• _WHAT YOU WILL DO_
Every line in the records below with the string "ResolvedExtension" needs to be copied out.

• _ENTRIES PROVIDED_
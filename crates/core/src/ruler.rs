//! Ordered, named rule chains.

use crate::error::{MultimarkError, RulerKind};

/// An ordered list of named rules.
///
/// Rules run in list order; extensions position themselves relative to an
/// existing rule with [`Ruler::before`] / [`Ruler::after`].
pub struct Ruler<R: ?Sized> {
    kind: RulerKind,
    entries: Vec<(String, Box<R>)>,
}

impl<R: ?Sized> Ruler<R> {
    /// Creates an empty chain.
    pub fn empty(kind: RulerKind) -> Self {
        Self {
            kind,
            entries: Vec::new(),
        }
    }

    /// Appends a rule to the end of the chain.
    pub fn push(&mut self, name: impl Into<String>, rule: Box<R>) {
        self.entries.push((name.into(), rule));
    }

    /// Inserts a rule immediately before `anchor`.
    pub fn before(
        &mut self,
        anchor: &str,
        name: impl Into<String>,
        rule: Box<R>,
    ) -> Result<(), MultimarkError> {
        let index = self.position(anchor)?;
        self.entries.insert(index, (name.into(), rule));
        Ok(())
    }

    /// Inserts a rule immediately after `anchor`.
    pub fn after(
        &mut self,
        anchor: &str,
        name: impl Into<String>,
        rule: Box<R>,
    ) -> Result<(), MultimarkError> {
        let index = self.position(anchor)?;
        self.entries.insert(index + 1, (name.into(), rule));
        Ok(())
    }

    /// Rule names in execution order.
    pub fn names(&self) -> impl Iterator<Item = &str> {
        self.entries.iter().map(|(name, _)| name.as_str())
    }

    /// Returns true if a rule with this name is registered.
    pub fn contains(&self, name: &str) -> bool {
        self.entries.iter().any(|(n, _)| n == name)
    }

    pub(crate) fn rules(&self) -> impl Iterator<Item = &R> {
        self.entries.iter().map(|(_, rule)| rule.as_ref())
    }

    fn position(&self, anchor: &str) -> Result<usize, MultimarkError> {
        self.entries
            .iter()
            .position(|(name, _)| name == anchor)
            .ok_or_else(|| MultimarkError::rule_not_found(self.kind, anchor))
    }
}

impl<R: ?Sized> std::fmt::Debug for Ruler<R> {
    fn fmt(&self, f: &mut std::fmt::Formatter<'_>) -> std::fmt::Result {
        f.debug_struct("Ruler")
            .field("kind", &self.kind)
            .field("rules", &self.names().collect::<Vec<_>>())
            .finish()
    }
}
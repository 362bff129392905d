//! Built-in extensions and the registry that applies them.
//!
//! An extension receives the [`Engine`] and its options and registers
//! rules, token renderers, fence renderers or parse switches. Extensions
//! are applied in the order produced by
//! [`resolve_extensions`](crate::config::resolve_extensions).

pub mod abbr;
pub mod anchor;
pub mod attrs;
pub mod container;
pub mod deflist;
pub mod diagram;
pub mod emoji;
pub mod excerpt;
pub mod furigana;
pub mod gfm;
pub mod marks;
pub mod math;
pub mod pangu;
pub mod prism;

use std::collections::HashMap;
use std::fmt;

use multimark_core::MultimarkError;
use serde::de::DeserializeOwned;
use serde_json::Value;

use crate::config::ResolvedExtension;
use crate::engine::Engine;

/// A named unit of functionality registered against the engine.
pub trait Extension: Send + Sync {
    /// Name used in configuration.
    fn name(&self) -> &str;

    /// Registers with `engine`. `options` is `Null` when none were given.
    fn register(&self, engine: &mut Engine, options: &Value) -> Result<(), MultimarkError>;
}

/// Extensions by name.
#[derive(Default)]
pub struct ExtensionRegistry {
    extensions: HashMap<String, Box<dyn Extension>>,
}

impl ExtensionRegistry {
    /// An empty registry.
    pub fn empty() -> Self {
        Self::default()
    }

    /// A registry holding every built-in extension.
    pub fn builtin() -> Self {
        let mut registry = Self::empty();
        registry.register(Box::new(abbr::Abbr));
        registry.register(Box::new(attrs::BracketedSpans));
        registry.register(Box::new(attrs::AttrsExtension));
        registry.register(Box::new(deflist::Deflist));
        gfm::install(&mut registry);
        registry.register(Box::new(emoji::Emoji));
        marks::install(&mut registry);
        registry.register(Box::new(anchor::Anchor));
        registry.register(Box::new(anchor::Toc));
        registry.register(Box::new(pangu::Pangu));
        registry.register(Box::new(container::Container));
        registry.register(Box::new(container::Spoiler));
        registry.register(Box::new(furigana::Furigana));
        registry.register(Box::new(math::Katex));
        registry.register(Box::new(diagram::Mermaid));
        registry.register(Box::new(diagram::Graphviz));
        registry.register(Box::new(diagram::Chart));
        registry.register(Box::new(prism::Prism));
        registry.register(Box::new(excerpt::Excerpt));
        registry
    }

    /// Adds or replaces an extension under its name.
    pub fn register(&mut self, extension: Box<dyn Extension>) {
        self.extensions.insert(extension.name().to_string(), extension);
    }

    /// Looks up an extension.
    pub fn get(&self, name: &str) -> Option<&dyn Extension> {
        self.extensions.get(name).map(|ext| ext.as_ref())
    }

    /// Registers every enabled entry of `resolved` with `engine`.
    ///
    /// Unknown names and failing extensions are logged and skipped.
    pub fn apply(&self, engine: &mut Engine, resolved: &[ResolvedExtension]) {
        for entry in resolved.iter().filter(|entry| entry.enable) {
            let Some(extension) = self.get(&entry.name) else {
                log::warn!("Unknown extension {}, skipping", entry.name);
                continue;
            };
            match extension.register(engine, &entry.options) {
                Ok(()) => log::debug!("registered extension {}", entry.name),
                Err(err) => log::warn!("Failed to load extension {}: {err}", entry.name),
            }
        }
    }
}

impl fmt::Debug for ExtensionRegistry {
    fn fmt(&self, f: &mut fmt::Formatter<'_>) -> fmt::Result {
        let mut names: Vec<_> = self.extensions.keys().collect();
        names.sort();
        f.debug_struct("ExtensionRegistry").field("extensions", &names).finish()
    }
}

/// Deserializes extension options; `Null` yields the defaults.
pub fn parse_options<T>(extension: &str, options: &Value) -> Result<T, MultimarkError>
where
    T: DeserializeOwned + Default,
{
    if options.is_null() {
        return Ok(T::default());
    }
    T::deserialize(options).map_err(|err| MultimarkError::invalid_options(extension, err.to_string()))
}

---

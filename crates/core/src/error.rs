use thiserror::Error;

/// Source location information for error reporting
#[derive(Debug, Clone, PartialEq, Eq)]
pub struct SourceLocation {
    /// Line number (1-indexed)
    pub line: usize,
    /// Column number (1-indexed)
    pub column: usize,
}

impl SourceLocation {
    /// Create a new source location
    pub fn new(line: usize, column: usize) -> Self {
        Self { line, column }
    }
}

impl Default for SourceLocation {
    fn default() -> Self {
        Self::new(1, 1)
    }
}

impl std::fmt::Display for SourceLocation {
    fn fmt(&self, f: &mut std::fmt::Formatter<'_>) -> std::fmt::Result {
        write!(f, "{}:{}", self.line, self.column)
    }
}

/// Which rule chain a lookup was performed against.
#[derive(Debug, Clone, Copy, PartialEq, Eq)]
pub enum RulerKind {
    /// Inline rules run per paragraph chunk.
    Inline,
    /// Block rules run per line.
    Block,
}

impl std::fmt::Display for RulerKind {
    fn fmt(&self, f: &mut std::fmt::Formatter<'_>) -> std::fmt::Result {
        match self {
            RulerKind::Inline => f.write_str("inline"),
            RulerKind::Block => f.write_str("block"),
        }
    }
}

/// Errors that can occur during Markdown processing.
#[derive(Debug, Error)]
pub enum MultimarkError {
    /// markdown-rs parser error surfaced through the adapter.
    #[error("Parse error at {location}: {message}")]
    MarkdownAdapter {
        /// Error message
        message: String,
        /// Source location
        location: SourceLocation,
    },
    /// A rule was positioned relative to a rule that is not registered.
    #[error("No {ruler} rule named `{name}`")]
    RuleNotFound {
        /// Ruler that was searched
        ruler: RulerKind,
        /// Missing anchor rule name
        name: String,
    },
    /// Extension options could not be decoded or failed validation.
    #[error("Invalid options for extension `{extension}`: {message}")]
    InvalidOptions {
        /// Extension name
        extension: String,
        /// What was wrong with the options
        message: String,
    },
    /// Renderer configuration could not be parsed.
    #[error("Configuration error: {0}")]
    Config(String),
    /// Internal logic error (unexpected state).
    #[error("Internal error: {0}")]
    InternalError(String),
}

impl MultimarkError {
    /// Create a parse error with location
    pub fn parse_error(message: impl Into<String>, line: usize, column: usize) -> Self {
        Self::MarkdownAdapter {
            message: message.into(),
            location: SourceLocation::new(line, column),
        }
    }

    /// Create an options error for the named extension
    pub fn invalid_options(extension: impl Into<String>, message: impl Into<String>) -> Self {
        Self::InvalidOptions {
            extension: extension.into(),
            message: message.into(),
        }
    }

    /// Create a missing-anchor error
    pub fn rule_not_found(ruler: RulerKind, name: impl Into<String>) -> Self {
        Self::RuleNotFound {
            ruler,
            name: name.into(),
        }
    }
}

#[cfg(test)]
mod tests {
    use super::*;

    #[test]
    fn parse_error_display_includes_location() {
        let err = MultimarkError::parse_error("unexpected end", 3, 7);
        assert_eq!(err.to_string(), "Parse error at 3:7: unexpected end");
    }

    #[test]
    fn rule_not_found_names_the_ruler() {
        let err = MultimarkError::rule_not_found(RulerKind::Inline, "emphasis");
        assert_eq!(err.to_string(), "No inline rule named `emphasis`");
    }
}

* * *

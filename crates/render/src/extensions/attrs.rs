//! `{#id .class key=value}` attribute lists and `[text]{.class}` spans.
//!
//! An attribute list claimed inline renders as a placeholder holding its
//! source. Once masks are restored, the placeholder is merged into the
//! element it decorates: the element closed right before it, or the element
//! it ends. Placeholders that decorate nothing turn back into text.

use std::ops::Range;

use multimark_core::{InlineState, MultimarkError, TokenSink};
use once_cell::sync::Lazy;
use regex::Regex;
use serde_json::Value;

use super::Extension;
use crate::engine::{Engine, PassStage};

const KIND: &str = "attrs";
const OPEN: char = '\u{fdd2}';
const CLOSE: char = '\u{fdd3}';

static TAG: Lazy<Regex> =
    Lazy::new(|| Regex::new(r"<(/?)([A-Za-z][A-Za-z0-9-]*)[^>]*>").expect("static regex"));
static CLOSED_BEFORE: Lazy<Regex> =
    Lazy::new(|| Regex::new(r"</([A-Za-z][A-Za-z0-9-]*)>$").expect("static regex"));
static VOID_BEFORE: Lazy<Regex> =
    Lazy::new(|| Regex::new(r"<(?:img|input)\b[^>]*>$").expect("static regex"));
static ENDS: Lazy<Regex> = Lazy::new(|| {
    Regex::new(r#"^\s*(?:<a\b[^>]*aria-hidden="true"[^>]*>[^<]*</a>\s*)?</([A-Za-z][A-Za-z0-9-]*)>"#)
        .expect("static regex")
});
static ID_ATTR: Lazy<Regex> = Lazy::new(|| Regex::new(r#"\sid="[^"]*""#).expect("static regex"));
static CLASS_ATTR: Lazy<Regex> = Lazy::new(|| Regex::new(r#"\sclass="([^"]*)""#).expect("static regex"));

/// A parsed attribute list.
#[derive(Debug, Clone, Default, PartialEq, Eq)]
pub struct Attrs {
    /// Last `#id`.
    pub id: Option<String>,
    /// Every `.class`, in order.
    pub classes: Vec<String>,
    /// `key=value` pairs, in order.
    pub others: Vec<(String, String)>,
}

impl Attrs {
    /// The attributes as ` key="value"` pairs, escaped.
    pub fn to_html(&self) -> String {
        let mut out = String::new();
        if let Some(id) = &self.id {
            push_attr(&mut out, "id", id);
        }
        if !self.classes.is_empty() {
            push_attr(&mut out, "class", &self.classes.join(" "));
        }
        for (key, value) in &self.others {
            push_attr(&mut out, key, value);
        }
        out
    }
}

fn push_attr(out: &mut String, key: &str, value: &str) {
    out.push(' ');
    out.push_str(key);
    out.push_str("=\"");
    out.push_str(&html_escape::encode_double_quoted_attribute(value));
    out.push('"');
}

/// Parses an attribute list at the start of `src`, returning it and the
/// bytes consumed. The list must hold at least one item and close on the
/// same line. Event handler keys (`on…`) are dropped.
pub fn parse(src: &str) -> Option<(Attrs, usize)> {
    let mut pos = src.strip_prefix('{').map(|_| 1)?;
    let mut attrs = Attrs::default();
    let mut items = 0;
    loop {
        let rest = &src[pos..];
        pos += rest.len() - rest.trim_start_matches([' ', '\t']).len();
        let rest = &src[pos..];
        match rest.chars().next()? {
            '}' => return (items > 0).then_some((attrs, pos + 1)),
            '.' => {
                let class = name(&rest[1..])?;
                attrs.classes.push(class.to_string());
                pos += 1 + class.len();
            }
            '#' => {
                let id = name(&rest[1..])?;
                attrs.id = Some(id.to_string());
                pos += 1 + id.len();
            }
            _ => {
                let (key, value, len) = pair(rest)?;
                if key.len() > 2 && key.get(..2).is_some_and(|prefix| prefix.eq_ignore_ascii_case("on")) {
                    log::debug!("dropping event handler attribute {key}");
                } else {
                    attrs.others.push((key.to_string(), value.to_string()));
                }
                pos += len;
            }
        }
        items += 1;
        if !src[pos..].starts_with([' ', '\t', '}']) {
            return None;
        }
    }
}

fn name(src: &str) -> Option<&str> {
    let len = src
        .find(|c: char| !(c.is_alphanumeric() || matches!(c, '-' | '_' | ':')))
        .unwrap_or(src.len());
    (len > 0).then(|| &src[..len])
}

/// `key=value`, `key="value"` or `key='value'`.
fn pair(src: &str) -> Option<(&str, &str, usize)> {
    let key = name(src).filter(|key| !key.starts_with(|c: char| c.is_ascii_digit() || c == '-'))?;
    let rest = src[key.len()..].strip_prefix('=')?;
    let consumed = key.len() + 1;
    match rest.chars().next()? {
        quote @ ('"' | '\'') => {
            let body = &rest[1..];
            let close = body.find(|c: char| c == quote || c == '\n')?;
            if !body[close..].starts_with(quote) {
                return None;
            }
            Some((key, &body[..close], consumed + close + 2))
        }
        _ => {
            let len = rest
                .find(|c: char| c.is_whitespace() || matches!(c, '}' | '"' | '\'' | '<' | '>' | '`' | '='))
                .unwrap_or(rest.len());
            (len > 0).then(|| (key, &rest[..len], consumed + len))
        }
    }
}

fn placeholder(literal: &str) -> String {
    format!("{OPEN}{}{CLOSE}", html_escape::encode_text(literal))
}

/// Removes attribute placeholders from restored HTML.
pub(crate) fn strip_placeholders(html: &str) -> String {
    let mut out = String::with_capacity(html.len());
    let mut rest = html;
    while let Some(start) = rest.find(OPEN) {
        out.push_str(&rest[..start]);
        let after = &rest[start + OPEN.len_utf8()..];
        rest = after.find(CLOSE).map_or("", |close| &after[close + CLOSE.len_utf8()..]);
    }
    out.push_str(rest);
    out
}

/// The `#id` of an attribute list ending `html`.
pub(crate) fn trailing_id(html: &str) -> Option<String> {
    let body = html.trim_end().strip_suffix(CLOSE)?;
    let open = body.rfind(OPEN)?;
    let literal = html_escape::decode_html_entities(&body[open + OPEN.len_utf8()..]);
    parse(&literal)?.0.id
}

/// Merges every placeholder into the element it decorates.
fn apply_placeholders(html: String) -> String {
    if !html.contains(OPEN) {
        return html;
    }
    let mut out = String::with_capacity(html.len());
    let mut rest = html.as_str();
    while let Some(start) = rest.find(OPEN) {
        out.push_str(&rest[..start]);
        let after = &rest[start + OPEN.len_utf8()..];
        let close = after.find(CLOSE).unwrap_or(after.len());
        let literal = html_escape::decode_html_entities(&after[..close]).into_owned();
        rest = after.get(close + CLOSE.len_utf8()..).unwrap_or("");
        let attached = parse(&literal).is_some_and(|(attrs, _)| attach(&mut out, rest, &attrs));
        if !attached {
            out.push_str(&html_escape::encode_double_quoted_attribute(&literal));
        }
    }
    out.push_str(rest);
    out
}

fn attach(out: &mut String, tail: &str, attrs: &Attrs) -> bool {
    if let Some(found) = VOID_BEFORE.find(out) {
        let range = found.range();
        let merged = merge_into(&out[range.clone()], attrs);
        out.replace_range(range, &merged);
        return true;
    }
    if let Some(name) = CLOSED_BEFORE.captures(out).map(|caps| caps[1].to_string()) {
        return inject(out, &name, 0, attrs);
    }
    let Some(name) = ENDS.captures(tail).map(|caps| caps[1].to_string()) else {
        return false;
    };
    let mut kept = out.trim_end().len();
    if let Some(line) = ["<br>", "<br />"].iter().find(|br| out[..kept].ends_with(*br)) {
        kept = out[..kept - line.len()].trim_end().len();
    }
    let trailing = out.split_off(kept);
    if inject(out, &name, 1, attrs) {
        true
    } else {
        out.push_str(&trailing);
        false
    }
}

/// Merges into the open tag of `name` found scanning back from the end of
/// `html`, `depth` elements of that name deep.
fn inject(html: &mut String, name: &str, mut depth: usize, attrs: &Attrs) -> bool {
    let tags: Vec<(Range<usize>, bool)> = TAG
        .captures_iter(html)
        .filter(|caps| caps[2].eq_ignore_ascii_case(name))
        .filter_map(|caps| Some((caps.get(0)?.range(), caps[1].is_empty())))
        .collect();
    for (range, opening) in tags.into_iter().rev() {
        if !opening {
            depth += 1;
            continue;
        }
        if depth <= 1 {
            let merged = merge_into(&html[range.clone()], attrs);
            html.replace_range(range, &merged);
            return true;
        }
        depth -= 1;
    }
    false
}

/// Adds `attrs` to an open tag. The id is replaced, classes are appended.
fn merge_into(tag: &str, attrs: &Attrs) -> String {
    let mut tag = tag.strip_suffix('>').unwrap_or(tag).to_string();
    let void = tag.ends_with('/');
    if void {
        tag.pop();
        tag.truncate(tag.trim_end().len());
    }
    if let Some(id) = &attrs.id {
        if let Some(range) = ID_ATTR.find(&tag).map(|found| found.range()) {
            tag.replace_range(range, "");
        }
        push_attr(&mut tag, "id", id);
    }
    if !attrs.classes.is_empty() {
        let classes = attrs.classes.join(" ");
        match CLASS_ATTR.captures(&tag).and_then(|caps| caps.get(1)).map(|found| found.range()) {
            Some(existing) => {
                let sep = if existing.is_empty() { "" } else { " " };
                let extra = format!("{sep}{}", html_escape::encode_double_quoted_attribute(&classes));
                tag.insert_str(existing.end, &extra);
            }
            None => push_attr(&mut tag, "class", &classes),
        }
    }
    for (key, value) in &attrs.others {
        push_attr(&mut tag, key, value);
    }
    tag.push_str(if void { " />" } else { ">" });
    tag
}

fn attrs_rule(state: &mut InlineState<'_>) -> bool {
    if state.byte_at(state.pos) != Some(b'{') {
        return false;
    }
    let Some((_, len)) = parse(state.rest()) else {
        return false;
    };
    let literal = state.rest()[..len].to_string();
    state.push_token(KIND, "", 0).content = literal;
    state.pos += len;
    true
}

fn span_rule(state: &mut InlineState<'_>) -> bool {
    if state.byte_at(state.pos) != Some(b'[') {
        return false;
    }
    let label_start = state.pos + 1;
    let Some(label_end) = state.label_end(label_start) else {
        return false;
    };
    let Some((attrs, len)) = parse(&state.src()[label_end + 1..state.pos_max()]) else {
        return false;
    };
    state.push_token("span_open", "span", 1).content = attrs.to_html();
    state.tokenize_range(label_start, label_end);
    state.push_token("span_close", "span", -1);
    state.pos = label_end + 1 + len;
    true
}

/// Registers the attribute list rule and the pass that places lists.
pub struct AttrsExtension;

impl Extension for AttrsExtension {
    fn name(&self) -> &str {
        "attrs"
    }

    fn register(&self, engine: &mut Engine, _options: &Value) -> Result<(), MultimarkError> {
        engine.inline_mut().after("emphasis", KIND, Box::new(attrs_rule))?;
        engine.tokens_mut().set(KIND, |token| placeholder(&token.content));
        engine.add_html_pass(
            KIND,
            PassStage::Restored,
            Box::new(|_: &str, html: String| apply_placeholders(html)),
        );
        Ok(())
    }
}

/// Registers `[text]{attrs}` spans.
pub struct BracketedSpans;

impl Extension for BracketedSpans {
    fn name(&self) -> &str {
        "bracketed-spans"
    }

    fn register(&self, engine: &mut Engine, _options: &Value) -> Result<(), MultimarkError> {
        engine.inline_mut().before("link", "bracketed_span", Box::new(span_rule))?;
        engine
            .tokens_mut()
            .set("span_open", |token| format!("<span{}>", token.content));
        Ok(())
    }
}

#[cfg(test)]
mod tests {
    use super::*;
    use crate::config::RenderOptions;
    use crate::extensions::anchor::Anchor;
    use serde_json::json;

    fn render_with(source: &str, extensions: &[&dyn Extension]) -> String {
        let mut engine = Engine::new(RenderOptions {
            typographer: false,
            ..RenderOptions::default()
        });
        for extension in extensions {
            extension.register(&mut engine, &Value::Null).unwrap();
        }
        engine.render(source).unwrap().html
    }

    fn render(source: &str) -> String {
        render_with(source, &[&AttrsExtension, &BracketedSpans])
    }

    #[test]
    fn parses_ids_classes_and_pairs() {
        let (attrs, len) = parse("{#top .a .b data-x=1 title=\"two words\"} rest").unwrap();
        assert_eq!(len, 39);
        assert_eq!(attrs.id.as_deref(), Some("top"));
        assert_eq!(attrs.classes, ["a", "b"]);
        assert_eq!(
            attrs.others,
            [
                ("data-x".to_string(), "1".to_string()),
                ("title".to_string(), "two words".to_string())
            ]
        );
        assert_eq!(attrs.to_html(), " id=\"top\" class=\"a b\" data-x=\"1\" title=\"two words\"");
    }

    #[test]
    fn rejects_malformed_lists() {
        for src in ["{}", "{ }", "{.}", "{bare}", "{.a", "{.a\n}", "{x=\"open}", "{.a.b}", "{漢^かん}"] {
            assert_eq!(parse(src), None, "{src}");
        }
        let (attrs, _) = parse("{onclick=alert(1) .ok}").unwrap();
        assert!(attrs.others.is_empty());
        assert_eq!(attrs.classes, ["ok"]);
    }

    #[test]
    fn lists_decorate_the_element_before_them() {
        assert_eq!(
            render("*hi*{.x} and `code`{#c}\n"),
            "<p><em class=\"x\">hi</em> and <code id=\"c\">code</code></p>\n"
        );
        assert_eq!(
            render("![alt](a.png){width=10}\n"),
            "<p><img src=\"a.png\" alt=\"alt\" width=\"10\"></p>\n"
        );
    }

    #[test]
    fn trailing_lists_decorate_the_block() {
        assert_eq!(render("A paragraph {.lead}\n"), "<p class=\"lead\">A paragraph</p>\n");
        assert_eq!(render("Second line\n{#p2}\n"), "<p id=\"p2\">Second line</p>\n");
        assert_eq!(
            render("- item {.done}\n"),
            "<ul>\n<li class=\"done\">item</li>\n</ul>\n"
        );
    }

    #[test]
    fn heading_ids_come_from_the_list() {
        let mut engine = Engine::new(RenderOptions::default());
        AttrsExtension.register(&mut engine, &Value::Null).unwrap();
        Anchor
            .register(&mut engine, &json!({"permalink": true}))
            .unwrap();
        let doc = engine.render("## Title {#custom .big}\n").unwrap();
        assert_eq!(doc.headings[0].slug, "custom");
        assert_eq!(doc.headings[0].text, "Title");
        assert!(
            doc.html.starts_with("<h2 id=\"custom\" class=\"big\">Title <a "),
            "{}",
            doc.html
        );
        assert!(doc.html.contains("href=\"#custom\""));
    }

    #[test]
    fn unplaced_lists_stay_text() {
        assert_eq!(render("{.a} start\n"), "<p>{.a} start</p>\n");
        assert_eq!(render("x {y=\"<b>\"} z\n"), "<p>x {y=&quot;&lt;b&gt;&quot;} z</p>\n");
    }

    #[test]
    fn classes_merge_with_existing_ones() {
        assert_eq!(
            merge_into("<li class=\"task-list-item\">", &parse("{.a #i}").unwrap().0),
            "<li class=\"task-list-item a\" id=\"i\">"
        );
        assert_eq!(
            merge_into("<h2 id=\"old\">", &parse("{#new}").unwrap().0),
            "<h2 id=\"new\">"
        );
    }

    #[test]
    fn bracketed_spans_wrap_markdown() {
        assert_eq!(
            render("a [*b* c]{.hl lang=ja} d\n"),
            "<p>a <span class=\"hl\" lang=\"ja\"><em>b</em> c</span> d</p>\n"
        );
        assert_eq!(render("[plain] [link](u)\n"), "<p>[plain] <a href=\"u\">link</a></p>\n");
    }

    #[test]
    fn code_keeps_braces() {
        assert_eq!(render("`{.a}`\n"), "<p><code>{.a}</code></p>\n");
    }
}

• _WRITTEN SOLUTION_
use crate::config::ResolvedExtension;
    pub fn apply(&self, engine: &mut Engine, resolved: &[ResolvedExtension]) {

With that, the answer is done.